Cost is the second reason. A modern studio with pool and gym in Da Nang or Hoi An runs $400-700 per month. Coworking is $80-150 per month. Street food meals are $1.50-3. A cup of cà phê sữa đá at a real Vietnamese coffee shop is under a dollar. Compare to Bali at $1,800-2,500 minimum for the same lifestyle.
Internet is the third reason. Fiber-to-the-apartment in Da Nang gives you a stable 100-300 Mbps for around $10 per month. I’ve taken hundreds of video calls from here without issue. Coworking spots have backup connections.
Logistics are easy. Flights from Bangkok and Singapore are short and cheap. Visa runs to Cambodia or Laos are a doable day trip if you’re disciplined. Domestic flights between Hanoi, Da Nang, and Ho Chi Minh are $30-70 and frequent. For a deeper city comparison, see where to live in Vietnam: Da Nang vs HCMC vs Nha Trang .

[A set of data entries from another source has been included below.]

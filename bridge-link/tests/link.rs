use std::sync::Arc;
use std::time::Duration;

use async_trait::async_trait;
use craftlink_bridge_core::{Agent, AgentError, BridgeRuntime, CoreConfig, StatusReporter};
use craftlink_bridge_link::LinkServer;
use craftlink_bridge_protocol::{AgentTurn, StatusEvent};
use futures_util::{SinkExt, StreamExt};
use serde_json::{json, Value};
use tokio::io::AsyncWriteExt;
use tokio::net::TcpStream;
use tokio::sync::mpsc;
use tokio_tungstenite::tungstenite::protocol::frame::coding::{CloseCode, Data, OpCode};
use tokio_tungstenite::tungstenite::protocol::frame::Frame;
use tokio_tungstenite::tungstenite::Message;
use tokio_tungstenite::{MaybeTlsStream, WebSocketStream};

type Client = WebSocketStream<MaybeTlsStream<TcpStream>>;

/// Asks for one command per chat message and reports the results back.
struct CommandingAgent;

#[async_trait]
impl Agent for CommandingAgent {
    async fn process_user_message(&self, text: &str) -> Result<AgentTurn, AgentError> {
        Ok(AgentTurn {
            text: Some(format!("heard {text}")),
            commands: vec!["time set day".to_string()],
            new_session: false,
        })
    }

    async fn process_command_results(&self, results: &[String]) -> Result<AgentTurn, AgentError> {
        Ok(AgentTurn::reply(format!("results: {}", results.join(", "))))
    }
}

async fn start_server() -> (LinkServer, mpsc::UnboundedReceiver<StatusEvent>) {
    let (status_tx, status_rx) = mpsc::unbounded_channel();
    let runtime = BridgeRuntime::new(
        CoreConfig {
            cooldown: Duration::ZERO,
            request_timeout: Duration::from_secs(2),
            ..CoreConfig::default()
        },
        Arc::new(CommandingAgent),
        StatusReporter::new(status_tx),
    )
    .expect("runtime");
    let server = LinkServer::bind("127.0.0.1:0", Arc::new(runtime))
        .await
        .expect("bind server");
    (server, status_rx)
}

async fn connect(server: &LinkServer) -> Client {
    let (client, _) = tokio_tungstenite::connect_async(format!("ws://{}", server.local_addr()))
        .await
        .expect("connect client");
    client
}

async fn next_frame(client: &mut Client) -> Value {
    loop {
        let message = tokio::time::timeout(Duration::from_secs(2), client.next())
            .await
            .expect("frame before timeout")
            .expect("stream open")
            .expect("valid frame");
        if let Message::Text(text) = message {
            return serde_json::from_str(&text).expect("json frame");
        }
    }
}

fn command_line(frame: &Value) -> &str {
    frame["body"]["commandLine"].as_str().expect("command line")
}

fn chat_text(frame: &Value) -> String {
    let raw = command_line(frame)
        .strip_prefix("tellraw @a ")
        .expect("tellraw command");
    let rawtext: Value = serde_json::from_str(raw).expect("rawtext json");
    rawtext["rawtext"][0]["text"]
        .as_str()
        .expect("text")
        .to_string()
}

async fn next_status(status_rx: &mut mpsc::UnboundedReceiver<StatusEvent>) -> StatusEvent {
    tokio::time::timeout(Duration::from_secs(2), status_rx.recv())
        .await
        .expect("status before timeout")
        .expect("status channel open")
}

fn chat_frame(sender: &str, message: &str) -> Message {
    Message::Text(
        json!({
            "header": { "eventName": "PlayerMessage", "messagePurpose": "event" },
            "body": { "type": "chat", "sender": sender, "message": message }
        })
        .to_string(),
    )
}

async fn connect_and_greet(
    server: &LinkServer,
    status_rx: &mut mpsc::UnboundedReceiver<StatusEvent>,
) -> Client {
    let mut client = connect(server).await;
    assert!(matches!(next_status(status_rx).await, StatusEvent::Connected { .. }));
    let greeting = next_frame(&mut client).await;
    assert!(chat_text(&greeting).contains("WebSocket connected"));
    let subscribe = next_frame(&mut client).await;
    assert_eq!(subscribe["header"]["messagePurpose"], "subscribe");
    client
}

#[tokio::test]
async fn chat_command_and_response_round_trip() {
    let (server, mut status_rx) = start_server().await;
    assert!(matches!(next_status(&mut status_rx).await, StatusEvent::Listening { .. }));

    let mut client = connect(&server).await;
    assert!(matches!(next_status(&mut status_rx).await, StatusEvent::Connected { .. }));

    let greeting = next_frame(&mut client).await;
    assert!(chat_text(&greeting).contains("WebSocket connected"));
    let subscribe = next_frame(&mut client).await;
    assert_eq!(subscribe["header"]["messagePurpose"], "subscribe");
    assert_eq!(subscribe["body"]["eventName"], "PlayerMessage");

    let chat = json!({
        "header": { "eventName": "PlayerMessage", "messagePurpose": "event" },
        "body": { "type": "chat", "sender": "Steve", "message": "make it day" }
    });
    client
        .send(Message::Text(chat.to_string()))
        .await
        .expect("send chat");

    let reply = next_frame(&mut client).await;
    assert_eq!(chat_text(&reply), "§e<AI> §rheard <Steve> make it day");
    let echo = next_frame(&mut client).await;
    assert_eq!(chat_text(&echo), "§e[runCommand] §r: time set day");
    let command = next_frame(&mut client).await;
    assert_eq!(command_line(&command), "time set day");
    assert_eq!(command["header"]["messagePurpose"], "commandRequest");

    let response = json!({
        "header": {
            "requestId": command["header"]["requestId"],
            "messagePurpose": "commandResponse"
        },
        "body": { "statusCode": 0, "statusMessage": "Set the time to 1000" }
    });
    client
        .send(Message::Text(response.to_string()))
        .await
        .expect("send response");

    let follow_up = next_frame(&mut client).await;
    assert_eq!(chat_text(&follow_up), "§e<AI> §rresults: Set the time to 1000");

    server.stop("test finished").await.expect("stop server");
}

#[tokio::test]
async fn new_peer_replaces_the_active_one_and_stop_reports() {
    let (server, mut status_rx) = start_server().await;
    assert!(matches!(next_status(&mut status_rx).await, StatusEvent::Listening { .. }));

    let mut first = connect(&server).await;
    next_frame(&mut first).await;
    assert!(matches!(next_status(&mut status_rx).await, StatusEvent::Connected { .. }));

    let mut second = connect(&server).await;
    assert!(matches!(
        next_status(&mut status_rx).await,
        StatusEvent::Disconnected { .. }
    ));
    assert!(matches!(next_status(&mut status_rx).await, StatusEvent::Connected { .. }));

    let closed = tokio::time::timeout(Duration::from_secs(2), async {
        loop {
            match first.next().await {
                Some(Ok(Message::Close(_))) | None | Some(Err(_)) => break,
                Some(Ok(_)) => continue,
            }
        }
    })
    .await;
    assert!(closed.is_ok(), "replaced peer should be closed");

    let greeting = next_frame(&mut second).await;
    assert!(chat_text(&greeting).contains("WebSocket connected"));

    server.stop("shutting down").await.expect("stop server");
    assert!(matches!(
        next_status(&mut status_rx).await,
        StatusEvent::Disconnected { .. }
    ));
    assert_eq!(
        next_status(&mut status_rx).await,
        StatusEvent::Stopped {
            reason: "shutting down".to_string()
        }
    );
}

#[tokio::test]
async fn failed_handshake_leaves_the_active_peer_connected() {
    let (server, mut status_rx) = start_server().await;
    assert!(matches!(next_status(&mut status_rx).await, StatusEvent::Listening { .. }));
    let mut game = connect_and_greet(&server, &mut status_rx).await;

    let mut stray = TcpStream::connect(server.local_addr())
        .await
        .expect("connect raw tcp");
    stray
        .write_all(b"GET / HTTP/1.1\r\nHost: localhost\r\n\r\n")
        .await
        .expect("write plain http request");

    assert!(matches!(
        next_status(&mut status_rx).await,
        StatusEvent::TransportError { .. }
    ));
    tokio::time::sleep(Duration::from_millis(200)).await;
    assert!(status_rx.try_recv().is_err(), "no further status after the stray request");

    game.send(chat_frame("Steve", "still here?"))
        .await
        .expect("send chat");
    let reply = next_frame(&mut game).await;
    assert_eq!(chat_text(&reply), "§e<AI> §rheard <Steve> still here?");

    server.stop("test finished").await.expect("stop server");
}

#[tokio::test]
async fn invalid_utf8_text_fails_only_that_peer() {
    let (server, mut status_rx) = start_server().await;
    assert!(matches!(next_status(&mut status_rx).await, StatusEvent::Listening { .. }));
    let mut first = connect_and_greet(&server, &mut status_rx).await;

    let garbage = Frame::message(vec![0xff, 0xfe], OpCode::Data(Data::Text), true);
    first
        .send(Message::Frame(garbage))
        .await
        .expect("send invalid text frame");

    let close_code = tokio::time::timeout(Duration::from_secs(2), async {
        loop {
            match first.next().await {
                Some(Ok(Message::Close(frame))) => break frame.map(|frame| frame.code),
                Some(Ok(_)) => continue,
                None | Some(Err(_)) => break None,
            }
        }
    })
    .await
    .expect("peer closed before timeout");
    assert_eq!(close_code, Some(CloseCode::Invalid));
    assert!(matches!(
        next_status(&mut status_rx).await,
        StatusEvent::Disconnected { code: Some(1007), .. }
    ));

    let mut second = connect_and_greet(&server, &mut status_rx).await;
    second
        .send(chat_frame("Alex", "hello"))
        .await
        .expect("send chat");
    let reply = next_frame(&mut second).await;
    assert_eq!(chat_text(&reply), "§e<AI> §rheard <Alex> hello");

    server.stop("test finished").await.expect("stop server");
}

#[tokio::test]
async fn run_until_stops_when_shutdown_resolves() {
    let (server, mut status_rx) = start_server().await;
    assert!(matches!(next_status(&mut status_rx).await, StatusEvent::Listening { .. }));

    server
        .run_until(async { "signal received".to_string() })
        .await
        .expect("server stopped cleanly");

    assert_eq!(
        next_status(&mut status_rx).await,
        StatusEvent::Stopped {
            reason: "signal received".to_string()
        }
    );
}
use craftlink_bridge_protocol::StatusEvent;
use tokio::sync::mpsc::UnboundedSender;

/// Fans status changes out to an optional subscriber (a status UI, the
/// JSON-lines feed). Sending never fails the caller.
#[derive(Debug, Clone, Default)]
pub struct StatusReporter {
    tx: Option<UnboundedSender<StatusEvent>>,
}

impl StatusReporter {
    pub fn new(tx: UnboundedSender<StatusEvent>) -> Self {
        Self { tx: Some(tx) }
    }

    pub fn disabled() -> Self {
        Self::default()
    }

    pub fn emit(&self, event: StatusEvent) {
        if let Some(tx) = self.tx.as_ref() {
            let _ = tx.send(event);
        }
    }
}
use std::sync::{Arc, Mutex};

use craftlink_bridge_protocol::{parse_inbound, Inbound, PLAYER_MESSAGE_EVENT};
use thiserror::Error;
use tokio::task::JoinHandle;
use tracing::{debug, info, warn};

use crate::agent::Agent;
use crate::batch::{BatchTracker, RecordOutcome};
use crate::chunk::{ChunkError, ChunkPacker};
use crate::cooldown::CooldownLedger;
use crate::filter::MessageFilter;
use crate::request_id::RequestId;
use crate::status::StatusReporter;
use crate::turn::{TurnError, TurnProcessor};
use crate::{CoreConfig, FrameSink};

const GREETING: &str = "§l§b- WebSocket connected!";

#[derive(Debug, Error)]
pub enum RuntimeError {
    #[error("invalid player pattern: {0}")]
    InvalidPattern(#[from] regex::Error),
    #[error(transparent)]
    Chunk(#[from] ChunkError),
}

/// Process-wide state shared by every peer session: the agent, the cooldown
/// ledger and the validated settings.
pub struct BridgeRuntime {
    config: CoreConfig,
    agent: Arc<dyn Agent>,
    packer: ChunkPacker,
    filter: MessageFilter,
    cooldown: Arc<Mutex<CooldownLedger>>,
    status: StatusReporter,
}

impl BridgeRuntime {
    pub fn new(
        config: CoreConfig,
        agent: Arc<dyn Agent>,
        status: StatusReporter,
    ) -> Result<Self, RuntimeError> {
        let packer = ChunkPacker::new(config.max_frame_bytes)?;
        let filter = MessageFilter::new(
            config.player_pattern.as_deref(),
            config.wake_word.as_deref(),
        )?;
        let cooldown = Arc::new(Mutex::new(CooldownLedger::new(config.cooldown)));
        Ok(Self {
            config,
            agent,
            packer,
            filter,
            cooldown,
            status,
        })
    }

    pub fn status(&self) -> &StatusReporter {
        &self.status
    }

    /// Builds the per-peer state for a freshly accepted connection.
    pub fn open_session(&self, sink: Arc<dyn FrameSink>) -> BridgeSession {
        let tracker = BatchTracker::new(self.config.request_timeout, self.status.clone());
        let processor = TurnProcessor::new(
            Arc::clone(&self.agent),
            tracker.clone(),
            sink,
            self.packer.clone(),
            self.filter.clone(),
            Arc::clone(&self.cooldown),
            self.status.clone(),
        );
        BridgeSession {
            processor: Arc::new(processor),
            tracker,
            fail_pending_on_disconnect: self.config.fail_pending_on_disconnect,
        }
    }
}

#[derive(Debug)]
pub enum FrameDisposition {
    Malformed,
    Chat(JoinHandle<()>),
    Response(RecordOutcome),
    Ignored,
}

/// State bound to one connected peer; dropped when the peer goes away.
pub struct BridgeSession {
    processor: Arc<TurnProcessor>,
    tracker: BatchTracker,
    fail_pending_on_disconnect: bool,
}

impl BridgeSession {
    /// Greets the players and subscribes to chat events.
    pub fn start(&self) -> Result<(), TurnError> {
        self.processor.send_message(GREETING)?;
        self.processor.subscribe(PLAYER_MESSAGE_EVENT)
    }

    pub fn processor(&self) -> &Arc<TurnProcessor> {
        &self.processor
    }

    pub fn tracker(&self) -> &BatchTracker {
        &self.tracker
    }

    /// Routes one inbound text frame. Chat messages run on their own task so
    /// the reader keeps draining command responses while a turn waits.
    pub fn handle_frame(&self, text: &str) -> FrameDisposition {
        let inbound = match parse_inbound(text) {
            Ok(inbound) => inbound,
            Err(err) => {
                warn!(%err, "dropping malformed frame");
                return FrameDisposition::Malformed;
            }
        };

        match inbound {
            Inbound::Chat(chat) => {
                let processor = Arc::clone(&self.processor);
                FrameDisposition::Chat(tokio::spawn(async move {
                    match processor.handle_chat(&chat.sender, &chat.message).await {
                        Ok(outcome) => debug!(sender = %chat.sender, ?outcome, "chat handled"),
                        Err(err) => warn!(sender = %chat.sender, %err, "turn chain ended with error"),
                    }
                }))
            }
            Inbound::CommandResponse(response) => FrameDisposition::Response(
                self.tracker.record_result(
                    &RequestId::from(response.request_id),
                    response.status_message,
                ),
            ),
            Inbound::Ignored => FrameDisposition::Ignored,
        }
    }

    /// Tears the session down. Pending batches either keep running until
    /// their own deadlines or fail now, depending on configuration.
    pub fn close(&self) -> usize {
        if !self.fail_pending_on_disconnect {
            let pending = self.tracker.pending_batches();
            if pending > 0 {
                info!(pending, "peer closed; pending batches will expire on their own");
            }
            return 0;
        }
        self.tracker.fail_all()
    }
}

What Will Frustrate You by Month Three
The heat is real. From late March to mid-September, daytime temperatures sit at 33-36°C with 80-90% humidity. Walking outside between 11 AM and 4 PM is genuinely uncomfortable. Most nomads adjust their schedule to early morning and post-7 PM, but if you came expecting “tropical breeze” — you’ll be inside in air conditioning more than you planned.

Food variety drops if you’re not into Vietnamese cuisine. Cheese, sourdough bread, decent dairy, oats, and most Western breakfast staples are available but expensive — sometimes triple the European retail price. After two months you either adapt to the local diet or your grocery bill creeps up to $400-500 per month chasing imports.
Trying to decide between Vietnam, Bali and Thailand?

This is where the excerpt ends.